Reflectance type sensors detect light photons that are scattered
back to the detector.
[0034] For pulse oximetry applications using either transmission or
reflectance type sensors, the oxygen saturation of the patient's
arterial blood may be determined using two or more wavelengths of
light, most commonly red and near infrared wavelengths. Similarly,
in other applications, a tissue water fraction (or other body fluid
related metric) or a concentration of one or more biochemical
components in an aqueous environment may be measured using two or
more wavelengths of light, most commonly near infrared wavelengths
between about 1,000 nm and about 2,500 nm. It should be understood
that, as used herein, the term "light" may refer to one or more of
infrared, visible, ultraviolet, or even X-ray electromagnetic
radiation, and may also include any wavelength within the infrared,
visible, ultraviolet, or X-ray spectra.
[0035] Pulse oximetry and other spectrophotometric sensors, whether
transmission-type or reflectance-type, are typically placed on a
patient in a location conducive to measurement of the desired
physiological parameters. For example, pulse oximetry sensors are
typically placed on a patient in a location that is normally
perfused with arterial blood to facilitate measurement of the
desired blood characteristics, such as arterial oxygen saturation
measurement (SpO.sub.2). Common pulse oximetry sensor sites include
a patient's fingertips, toes, forehead, or earlobes. Regardless of
the placement of the sensor 10, the reliability of the pulse
oximetry measurement is related to the accurate detection of
transmitted light that has passed through the perfused tissue and
has not been inappropriately supplemented by outside light sources
or modulated by subdermal anatomic structures. Such inappropriate
supplementation and/or modulation of the light transmitted by the
sensor can cause variability in the resulting pulse oximetry
measurements.
[0036] FIG. 2 is a block diagram of an embodiment in which the
patient monitor is a pulse oximeter 12 that may be capable of
implementing presently disclosed embodiments. That is, various
embodiments of the presently disclosed ensemble averaging methods
may be implemented as data processing algorithms that are executed
by a microprocessor 26, which is provided as a component of the
pulse oximeter 12 in the illustrated embodiment. Further, it should
be noted that the embodiments of the present invention may be
implemented as a part of a larger signal processing system used to
process signals for the purpose of determining a desired
physiological characteristic. As such, the microprocessor 26 may be
operated alone or in conjunction with other processors in the
signal processing system to implement the presently disclosed
ensemble averaging methods. Again, presently contemplated
algorithms that the microprocessor 26 may execute are described in
more detail below.
[0037] Turning now to operation of the illustrated system, light
from a light source 28 passes into a blood perfused tissue of a
patient 30 and is scattered and detected by photodetector 32. The
sensor 10 containing the light source 28 and the photodetector 32
may also contain an encoder 34 that provides signals indicative of
the wavelength of light source 28 to a decoder 35 to allow the
pulse oximeter 12 to select appropriate calibration coefficients
for calculating oxygen saturation. In some embodiments, the encoder
34 may, for example, be a resistor. For further example, in other
embodiments, the encoder 34 may be a memory device.

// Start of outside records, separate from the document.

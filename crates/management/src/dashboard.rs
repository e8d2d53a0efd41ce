//! Tenant dashboard: one read-only summary assembled from every domain service.

use crate::assessments::{AssessmentService, EvidenceStatistics};
use crate::audits::AuditEngagementService;
use crate::onboarding::{OnboardingService, OnboardingStep};
use crate::policies::{PolicyService, PolicyStatistics};
use crate::risks::{round2, RiskService, RiskStatistics};
use crate::workflows::{ApprovalStatus, WorkflowEngine};
use chrono::{DateTime, Utc};
use serde::{Deserialize, Serialize};
use std::collections::BTreeMap;
use std::sync::Arc;
use uuid::Uuid;

const UPCOMING_AUDIT_DAYS: i64 = 30;

#[derive(Debug, Clone, Serialize, Deserialize)]
pub struct OnboardingProgress {
    pub current_step: OnboardingStep,
    pub completion_percentage: u8,
}

#[derive(Debug, Clone, Serialize, Deserialize)]
pub struct DashboardSummary {
    pub tenant_id: Uuid,
    pub generated_at: DateTime<Utc>,
    /// Mean of all assessment scores, 0 when there are none.
    pub compliance_score: f64,
    pub compliance_by_baseline: BTreeMap<String, f64>,
    pub risks: RiskStatistics,
    pub open_tasks: usize,
    pub overdue_tasks: usize,
    pub pending_approvals: usize,
    pub evidence: EvidenceStatistics,
    pub evidence_awaiting_review: usize,
    pub upcoming_audits: usize,
    pub open_findings: BTreeMap<String, usize>,
    pub overdue_findings: usize,
    pub policies: PolicyStatistics,
    pub onboarding: OnboardingProgress,
}

pub struct DashboardService {
    assessments: Arc<AssessmentService>,
    risks: Arc<RiskService>,
    workflows: Arc<WorkflowEngine>,
    audits: Arc<AuditEngagementService>,
    policies: Arc<PolicyService>,
    onboarding: Arc<OnboardingService>,
}

impl DashboardService {
    pub fn new(
        assessments: Arc<AssessmentService>,
        risks: Arc<RiskService>,
        workflows: Arc<WorkflowEngine>,
        audits: Arc<AuditEngagementService>,
        policies: Arc<PolicyService>,
        onboarding: Arc<OnboardingService>,
    ) -> Self {
        Self {
            assessments,
            risks,
            workflows,
            audits,
            policies,
            onboarding,
        }
    }

    pub fn summary(&self, tenant_id: Uuid, now: DateTime<Utc>) -> DashboardSummary {
        let assessments = self.assessments.list(tenant_id);
        let compliance_score = if assessments.is_empty() {
            0.0
        } else {
            round2(assessments.iter().map(|a| a.score()).sum::<f64>() / assessments.len() as f64)
        };
        let mut per_baseline: BTreeMap<String, (f64, usize)> = BTreeMap::new();
        for a in &assessments {
            let entry = per_baseline.entry(a.baseline_code.clone()).or_insert((0.0, 0));
            entry.0 += a.score();
            entry.1 += 1;
        }
        let compliance_by_baseline = per_baseline
            .into_iter()
            .map(|(code, (sum, n))| (code, round2(sum / n as f64)))
            .collect();

        let evidence = self.assessments.statistics(tenant_id);
        let onboarding = self.onboarding.status(tenant_id);

        DashboardSummary {
            tenant_id,
            generated_at: now,
            compliance_score,
            compliance_by_baseline,
            risks: self.risks.statistics(tenant_id),
            open_tasks: self.workflows.open_tasks(tenant_id).len(),
            overdue_tasks: self.workflows.overdue_tasks(tenant_id, now).len(),
            pending_approvals: self
                .workflows
                .list_approvals(tenant_id)
                .iter()
                .filter(|r| r.status == ApprovalStatus::Pending)
                .count(),
            evidence_awaiting_review: evidence.pending_review,
            evidence,
            upcoming_audits: self
                .audits
                .upcoming(tenant_id, UPCOMING_AUDIT_DAYS)
                .map_or(0, |a| a.len()),
            open_findings: self
                .audits
                .finding_counts(tenant_id)
                .into_iter()
                .map(|(severity, n)| (format!("{severity:?}").to_lowercase(), n))
                .collect(),
            overdue_findings: self.audits.overdue_findings(tenant_id, now).len(),
            policies: self.policies.statistics(tenant_id),
            onboarding: OnboardingProgress {
                current_step: onboarding.current_step,
                completion_percentage: onboarding.completion_percentage,
            },
        }
    }
}

#[cfg(test)]
mod tests {
    use super::*;
    use crate::audits::FindingSeverity;
    use crate::controls::ControlService;
    use crate::enforcement::PolicyGate;
    use crate::models::{
        AddRequirementRequest, CreateAssessmentRequest, CreateAuditRequest, CreateFindingRequest,
        CreateRiskRequest,
    };
    use crate::routing::AssigneeRouter;
    use crate::rules::RulesEngine;
    use crate::store::ManagementStore;
    use chrono::Duration;
    use grc_core::config::{EvidenceConfig, OnboardingConfig, RemediationSla};
    use grc_platform::{AuditLogger, PolicyEnforcer, RbacEngine, TenantManager};

    struct Fixture {
        dashboard: DashboardService,
        assessments: Arc<AssessmentService>,
        risks: Arc<RiskService>,
        audits: Arc<AuditEngagementService>,
    }

    fn fixture() -> Fixture {
        let audit = Arc::new(AuditLogger::new());
        let store = Arc::new(ManagementStore::new());
        let gate = Arc::new(PolicyGate::new(Arc::new(PolicyEnforcer::default()), audit.clone()));
        let assessments = Arc::new(AssessmentService::new(
            EvidenceConfig::default(),
            "{TenantId}-{ControlId}-{Date}-{Sequence}".into(),
            5,
            gate.clone(),
        ));
        let risks = Arc::new(RiskService::new(Arc::new(ControlService::new())));
        let router = Arc::new(AssigneeRouter::new(
            Arc::new(TenantManager::new()),
            Arc::new(RbacEngine::new()),
        ));
        let workflows = Arc::new(WorkflowEngine::new(router, 7));
        let audits = Arc::new(AuditEngagementService::new(RemediationSla::default()));
        let policies = Arc::new(PolicyService::new(gate));
        let rules = Arc::new(RulesEngine::new(store.clone(), audit.clone()));
        let onboarding =
            Arc::new(OnboardingService::new(store, rules, audit, OnboardingConfig::default()));
        Fixture {
            dashboard: DashboardService::new(
                assessments.clone(),
                risks.clone(),
                workflows,
                audits.clone(),
                policies,
                onboarding,
            ),
            assessments,
            risks,
            audits,
        }
    }

    #[test]
    fn test_empty_tenant_summary() {
        let f = fixture();
        let s = f.dashboard.summary(Uuid::new_v4(), Utc::now());
        assert_eq!(s.compliance_score, 0.0);
        assert!(s.compliance_by_baseline.is_empty());
        assert_eq!((s.open_tasks, s.pending_approvals, s.upcoming_audits), (0, 0, 0));
        assert_eq!(s.onboarding.current_step, OnboardingStep::OrgProfile);
        assert_eq!(s.onboarding.completion_percentage, 25);
    }

    #[test]
    fn test_summary_aggregates_services() {
        let f = fixture();
        let tenant = Uuid::new_v4();
        let now = Utc::now();

        let a = f
            .assessments
            .create(
                tenant,
                CreateAssessmentRequest {
                    name: "ECC 2026".into(),
                    baseline_code: "NCA_ECC".into(),
                },
            )
            .unwrap();
        f.assessments
            .add_requirement(
                tenant,
                a.id,
                AddRequirementRequest {
                    control_code: "ECC-1-1".into(),
                    title: "Policy".into(),
                },
            )
            .unwrap();

        f.risks
            .create(
                tenant,
                CreateRiskRequest {
                    title: "Ransomware".into(),
                    description: String::new(),
                    category: "Cyber".into(),
                    likelihood: 5,
                    impact: 5,
                    owner_id: None,
                },
            )
            .unwrap();

        let engagement = f
            .audits
            .create(
                tenant,
                CreateAuditRequest {
                    title: "SAMA review".into(),
                    audit_type: crate::audits::AuditType::Regulatory,
                    scope: String::new(),
                    planned_start: now + Duration::days(10),
                    planned_end: now + Duration::days(20),
                    lead_auditor_id: None,
                },
            )
            .unwrap();
        f.audits
            .add_finding(
                tenant,
                engagement.id,
                CreateFindingRequest {
                    title: "MFA gaps".into(),
                    description: String::new(),
                    severity: FindingSeverity::High,
                    due_date: None,
                    owner_id: None,
                },
            )
            .unwrap();

        let s = f.dashboard.summary(tenant, now);
        assert_eq!(s.compliance_by_baseline.get("NCA_ECC"), Some(&0.0));
        assert_eq!(s.risks.total, 1);
        assert_eq!(s.risks.high, 1);
        assert_eq!(s.upcoming_audits, 1);
        assert_eq!(s.open_findings.get("high"), Some(&1));
        assert_eq!(s.overdue_findings, 0);
    }
}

[0038] The sensor 10 is connected to the pulse oximeter 12. The
pulse oximeter 12 includes the microprocessor 26 connected to an
internal bus 36. A random access memory (RAM) memory 38 and a
display 40 are also connected to the bus 36. A time processing unit
(TPU) 42 provides timing control signals to light drive circuitry
44, which controls when light source 28 is illuminated and, if
multiple light sources are used, the multiplexed timing for the
different light sources. The TPU 42 also controls the gating-in of
signals from photodetector 32 through a switching circuit 46. These
signals are sampled at the proper time, depending upon which of
multiple light sources is illuminated, if multiple light sources
are used. The received signal is passed through an amplifier 48, a
low pass filter 50, and an analog-to-digital converter 52. The
digital data is then stored in a queued serial module (QSM) 54, for
later downloading to RAM 38 as QSM 54 approaching its capacity. In
one embodiment, there may be multiple parallel paths of separate
amplifier, filter and A/D converters for multiple light wavelengths
or spectra received.
[0039] Based on the value of the received signals corresponding to
the light received by photodetector 32, microprocessor 26 will
calculate the desired blood characteristics, such as blood oxygen
saturation, using various algorithms. These algorithms may require
coefficients, which may be empirically determined, corresponding
to, for example, the wavelengths of light used. These and other
parameters, constants, and so forth, may be stored in a read only
memory (ROM) 56. In a two-wavelength system, the particular set of
coefficients chosen for any pair of wavelength spectra is
determined by the value indicated by encoder 34 corresponding to a
particular light source in a particular sensor 10. Additionally, a
variety of control inputs 58 may be utilized in the calculation of
the desired blood characteristics. Control inputs 58 may be, for
instance, a switch on the pulse oximeter, a keyboard, or a port
providing instructions from a remote host computer. Furthermore,
any number of methods or algorithms may be used to determine a
patient's pulse rate, oxygen saturation or any other desired
physiological parameter.
[0040] The brief description of the embodiment of the pulse
oximeter 12 set forth above serves as a basis for describing
presently disclosed embodiments of ensemble averaging methods for
accommodating a width of the most recent pulse that is different
from the width of the current ensemble average, which are described
below in conjunction with FIG. 2. Specifically, FIG. 3 illustrates
an embodiment of a method 60 that may be stored to memory and
implemented by processing circuitry (e.g., microprocessor 26) to
ensemble average a detected waveform from a pulse oximeter that has
pulses of varying lengths, for example, due to a time-varying heart
rate of a patient.
[0041] In particular, the method 60 includes receiving data
corresponding to an ensemble average waveform (block 62). In some
embodiments, the received ensemble average waveform may be an
ensemble average of a variety of previously acquired pulses in the
detected waveform acquired by the pulse oximeter. However, in other
embodiments, the ensemble average waveform may be the waveform
corresponding to a single pulse of the detected waveform, for
example, during startup of the pulse oximeter when only a single
pulse has been acquired at the time that the data is received.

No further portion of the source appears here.